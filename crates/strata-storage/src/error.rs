use thiserror::Error;

use crate::id::{EntityId, SymbolicEntityId};
use crate::schema::SchemaError;
use crate::value::FieldKind;

pub type Result<T, E = StorageError> = std::result::Result<T, E>;

#[derive(Debug, Clone, PartialEq, Eq, Error)]
pub enum StorageError {
    #[error("entity {id} does not exist in this storage")]
    NotFound { id: EntityId },

    #[error(transparent)]
    Validation(#[from] ValidationError),

    #[error("cannot {operation}: the builder was already turned into a snapshot")]
    IllegalState { operation: &'static str },

    #[error("consistency check failed: {0}")]
    Consistency(#[from] ConsistencyError),

    #[error("external mapping `{name}` holds values of a different type")]
    MappingTypeMismatch { name: String },

    #[error("storages were created from different schemas")]
    SchemaMismatch,

    #[error("builders do not descend from the same storage")]
    LineageMismatch,

    #[error("no entity ids are left to allocate")]
    IdSpaceExhausted,

    #[error(transparent)]
    Schema(#[from] SchemaError),
}

/// Why an entity value was rejected.
#[derive(Debug, Clone, PartialEq, Eq, Error)]
pub enum ValidationError {
    #[error("unknown entity type `{name}`")]
    UnknownType { name: String },

    #[error("`{type_name}` has no field `{field}`")]
    UnknownField { type_name: String, field: String },

    #[error("required field `{type_name}.{field}` is missing")]
    MissingField { type_name: String, field: String },

    #[error("field `{type_name}.{field}` expects a {expected} value")]
    KindMismatch {
        type_name: String,
        field: String,
        expected: FieldKind,
    },

    #[error("field `{type_name}.{field}` references missing entity {target}")]
    MissingReference {
        type_name: String,
        field: String,
        target: EntityId,
    },

    #[error("field `{type_name}.{field}` references {target}, which is not a `{expected}`")]
    WrongReferenceType {
        type_name: String,
        field: String,
        target: EntityId,
        expected: String,
    },

    #[error("field `{type_name}.{field}` holds a symbolic id of another type than `{expected}`")]
    WrongSymbolicType {
        type_name: String,
        field: String,
        expected: String,
    },

    #[error("symbolic id {symbolic_id} is already used by entity {existing}")]
    DuplicateSymbolicId {
        symbolic_id: SymbolicEntityId,
        existing: EntityId,
    },
}

/// First invariant violation found by a consistency check.
#[derive(Debug, Clone, PartialEq, Eq, Error)]
pub enum ConsistencyError {
    #[error("entity {id} is invalid: {source}")]
    InvalidEntity {
        id: EntityId,
        #[source]
        source: ValidationError,
    },

    #[error("{index} index disagrees with the entity table at {id}")]
    IndexMismatch { index: &'static str, id: EntityId },

    #[error("external mapping `{mapping}` has an entry for missing entity {id}")]
    MappingForMissingEntity { mapping: String, id: EntityId },
}
use pretty_assertions::assert_eq;
use strata_storage::{EntityStorageRead, ExternalMappingKey, FieldValue};
use strata_test_utils::{
    add_family, assert_consistent, builder, main_source, named, named_child, sample, CHILD,
    GRANDCHILD, NAMED, NAMED_CHILD, PARENT, SAMPLE,
};

const LABELS: ExternalMappingKey<String> = ExternalMappingKey::new("test.labels");

#[test]
fn removing_a_parent_removes_everything_it_owns() {
    let mut b = builder();
    let (parent, child, grandchild) = add_family(&mut b, "p");
    let (other_parent, other_child, _) = add_family(&mut b, "q");

    let removed = b.remove_entity(parent).expect("remove parent");
    assert_eq!(removed, vec![parent, child, grandchild]);

    assert_eq!(b.entity_count(PARENT), 1);
    assert_eq!(b.entity_count(CHILD), 1);
    assert_eq!(b.entity_count(GRANDCHILD), 1);
    assert!(b.contains(other_parent));
    assert!(b.contains(other_child));
    assert_consistent(&b);
}

#[test]
fn removing_a_child_keeps_its_parent() {
    let mut b = builder();
    let (parent, child, grandchild) = add_family(&mut b, "p");

    b.remove_entity(child).expect("remove child");
    assert!(b.contains(parent));
    assert!(!b.contains(grandchild));
    assert!(b.children(parent, CHILD, "parent").is_empty());
}

#[test]
fn optional_references_are_cleared_and_lists_pruned() {
    let mut b = builder();
    let keep = b.add_entity(NAMED, named("keep"), main_source()).expect("add keep");
    let gone = b.add_entity(NAMED, named("gone"), main_source()).expect("add gone");
    let holder = b
        .add_entity(
            SAMPLE,
            sample("holder")
                .with("favorite", gone)
                .with("linked", vec![gone, keep, gone]),
            main_source(),
        )
        .expect("add holder");
    let revision = b.resolve(holder).expect("holder").revision();

    let removed = b.remove_entity(gone).expect("remove");
    assert_eq!(removed, vec![gone]);

    let holder = b.resolve(holder).expect("holder survives");
    assert_eq!(holder.field("favorite"), Some(&FieldValue::Null));
    assert_eq!(holder.field("linked"), Some(&FieldValue::Refs(vec![keep])));
    assert_eq!(holder.revision(), revision + 1);
    assert_consistent(&b);
}

#[test]
fn symbolic_references_survive_removal_of_their_target() {
    let mut b = builder();
    let target = b.add_entity(NAMED, named("t"), main_source()).expect("add");
    let holder = b
        .add_entity(
            SAMPLE,
            sample("s").with("named", strata_test_utils::named_id("t")),
            main_source(),
        )
        .expect("add holder");

    b.remove_entity(target).expect("remove");
    let holder = b.resolve(holder).expect("holder survives");
    assert_eq!(holder.revision(), 0);
    assert!(b.resolve_symbolic(&strata_test_utils::named_id("t")).is_none());
}

#[test]
fn cascade_cleans_mapping_entries_of_every_removed_entity() {
    let mut b = builder();
    let owner = b.add_entity(NAMED, named("owner"), main_source()).expect("add");
    let child = b
        .add_entity(NAMED_CHILD, named_child(owner, "c"), main_source())
        .expect("add child");
    {
        let mut labels = b.get_mutable_external_mapping(&LABELS).expect("mapping");
        labels.add_mapping(owner, "owner".into()).expect("map owner");
        labels.add_mapping(child, "child".into()).expect("map child");
    }
    let before = b.to_snapshot().expect("commit");

    let mut b = before.to_builder();
    b.remove_entity(owner).expect("remove owner");
    let after = b.to_snapshot().expect("commit");

    let labels = after.get_external_mapping(&LABELS);
    assert_eq!(labels.get_data_by_entity_id(owner), None);
    assert_eq!(labels.get_data_by_entity_id(child), None);
    assert!(labels.is_empty());
    assert!(after.mapping_names().is_empty());

    let old_labels = before.get_external_mapping(&LABELS);
    assert_eq!(old_labels.get_data_by_entity_id(owner).map(String::as_str), Some("owner"));
    assert_eq!(old_labels.len(), 2);
}

#[test]
fn removal_in_a_builder_does_not_touch_the_base() {
    let mut b = builder();
    let (parent, child, grandchild) = add_family(&mut b, "p");
    let base = b.to_snapshot().expect("commit");

    let mut b = base.to_builder();
    b.remove_entity(parent).expect("remove");
    assert!(b.is_empty());

    for id in [parent, child, grandchild] {
        assert!(base.contains(id), "{id} should still be in the base");
    }
    assert_consistent(&base);
}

====================

Scan the data for the word "already" and copy every line where it shows up.

    #[error("cannot {operation}: the builder was already turned into a snapshot")]
    #[error("symbolic id {symbolic_id} is already used by entity {existing}")]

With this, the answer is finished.